「青い目の人形」 75年ぶり神戸からロスへ
2002/07/02

 太平洋戦争の前、アメリカから日本の子どもたちに贈られた「青い目の人形」を、全米日系人博物館=米ロサンゼルス=の学芸員、三木美裕(よしひろ)さん(42)=神戸市出身=が収集、今月末に同博物館で特別展「友情のパスポート」を開く。「日米の草の根交流の原点を見直したい」と話している。

 人形は一九二七年、一万三千体がアメリカから日本に贈られた。「排日移民法」が成立し、日米関係が悪化の一途だった時代。「子どもたちに両国の未来を託したい」という親日家の宣教師S・L・ギューリック博士の発案だった。
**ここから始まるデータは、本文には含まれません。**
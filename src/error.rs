use thiserror::Error;

/// Main error type for the Storycraft library
#[derive(Error, Debug)]
pub enum StorycraftError {
    #[error("Decomposition error: {0}")]
    Decomposition(#[from] DecompositionError),

    #[error("Generation error: {0}")]
    Generation(#[from] GenerationError),

    #[error("Compile error: {0}")]
    Compile(#[from] CompileError),

    #[error("Archive error: {0}")]
    Archive(#[from] ArchiveError),

    #[error("Backend error: {0}")]
    Backend(#[from] BackendError),

    #[error("Configuration error: {0}")]
    Config(#[from] ConfigError),

    #[error("IO error: {0}")]
    Io(#[from] std::io::Error),

    #[error("Generic error: {0}")]
    Generic(String),
}

/// Errors from splitting a draft into scenes
#[derive(Error, Debug)]
pub enum DecompositionError {
    #[error("Story draft is empty")]
    EmptyDraft,

    #[error("Backend returned no parseable scenes")]
    NoScenes,

    #[error("Invalid decomposition parameters: {details}")]
    InvalidParameters { details: String },
}

/// Per-scene image generation errors
#[derive(Error, Debug)]
pub enum GenerationError {
    #[error("Scene {index} not found in store")]
    SceneNotFound { index: usize },

    #[error("Generation attempt superseded by a newer request")]
    Superseded,

    #[error("Retries exhausted after {attempts} attempts: {reason}")]
    RetriesExhausted { attempts: u32, reason: String },

    #[error("Backend returned an empty image payload")]
    EmptyPayload,
}

/// Video compilation errors
#[derive(Error, Debug)]
pub enum CompileError {
    #[error("No scene has a renderable asset")]
    NoRenderableScenes,

    #[error("Segment rendering failed: {reason}")]
    SegmentFailed { reason: String },

    #[error("Video encoding failed: {reason}")]
    EncodingFailed { reason: String },

    #[error("FFmpeg not found on this system")]
    FfmpegMissing,
}

/// Bundle export errors
#[derive(Error, Debug)]
pub enum ArchiveError {
    #[error("Failed to write archive entry {name}: {reason}")]
    EntryFailed { name: String, reason: String },

    #[error("Failed to finalize archive: {reason}")]
    FinalizeFailed { reason: String },
}

/// Failure reported by a generative backend
#[derive(Error, Debug)]
#[error("Backend request failed (status {status}): {message}")]
pub struct BackendError {
    pub status: u16,
    pub message: String,
}

impl BackendError {
    pub fn new(status: u16, message: impl Into<String>) -> Self {
        Self { status, message: message.into() }
    }
}

/// Configuration-specific errors
#[derive(Error, Debug)]
pub enum ConfigError {
    #[error("Failed to parse configuration file: {path}")]
    ParseFailed { path: String },

    #[error("Invalid configuration value: {key} = {value}")]
    InvalidValue { key: String, value: String },

    #[error("Missing required configuration: {key}")]
    MissingKey { key: String },

    #[error("Configuration file not found: {path}")]
    FileNotFound { path: String },
}

/// Convenience type alias for Results using StorycraftError
pub type Result<T> = std::result::Result<T, StorycraftError>;

impl StorycraftError {
    /// Create a generic error with a custom message
    pub fn generic<S: Into<String>>(message: S) -> Self {
        Self::Generic(message.into())
    }

    /// Check if this error is recoverable (can be retried)
    pub fn is_recoverable(&self) -> bool {
        match self {
            // IO and network faults might be temporary
            Self::Io(_) => true,
            Self::Backend(_) => true,
            Self::Generation(GenerationError::EmptyPayload) => true,
            // Parsing and structural errors are permanent
            _ => false,
        }
    }

    /// Get a user-friendly error message
    pub fn user_message(&self) -> String {
        match self {
            Self::Decomposition(DecompositionError::EmptyDraft) => {
                "Please enter a story draft first.".to_string()
            }
            Self::Decomposition(DecompositionError::NoScenes) => {
                "The backend did not return any usable scenes. Try rewording the draft."
                    .to_string()
            }
            Self::Compile(CompileError::NoRenderableScenes) => {
                "No scene has an image or video clip yet. Generate images before compiling."
                    .to_string()
            }
            Self::Compile(CompileError::FfmpegMissing) => {
                "FFmpeg was not found on this system. Install it and try again.".to_string()
            }
            _ => self.to_string(),
        }
    }
}

#[cfg(test)]
mod tests {
    use super::*;

    #[test]
    fn test_backend_errors_are_recoverable() {
        let err: StorycraftError = BackendError::new(503, "overloaded").into();
        assert!(err.is_recoverable());
    }

    #[test]
    fn test_parse_errors_are_not_recoverable() {
        let err: StorycraftError = DecompositionError::NoScenes.into();
        assert!(!err.is_recoverable());
    }

    #[test]
    fn test_user_message_for_empty_draft() {
        let err: StorycraftError = DecompositionError::EmptyDraft.into();
        assert!(err.user_message().contains("story draft"));
    }
}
 その後、日本とアメリカは戦争に突入。「敵国の人形」と多くが焼き払われた。残ったのは全国で約三百体だけだった。

 そのうちの一体が神戸市東灘区の私立甲南幼稚園に残っていた。二月、調査に訪れた三木さんは保存状態の良さに驚いた。展覧会への出品を頼むと、同園は快諾。このほか大阪や兵庫で計八体を集めた。

 青い目の人形のお礼として、日本側もアメリカに五十八体の日本人形を贈っていた。特別展では、このうちの八体も展示され、当時の日米交流会や日系移民の写真パネルとともに、交流の足跡をたどる。

 三木さんは「七十五年前の両国民の熱意を、現代のアメリカ人に伝えたい」と意気込む。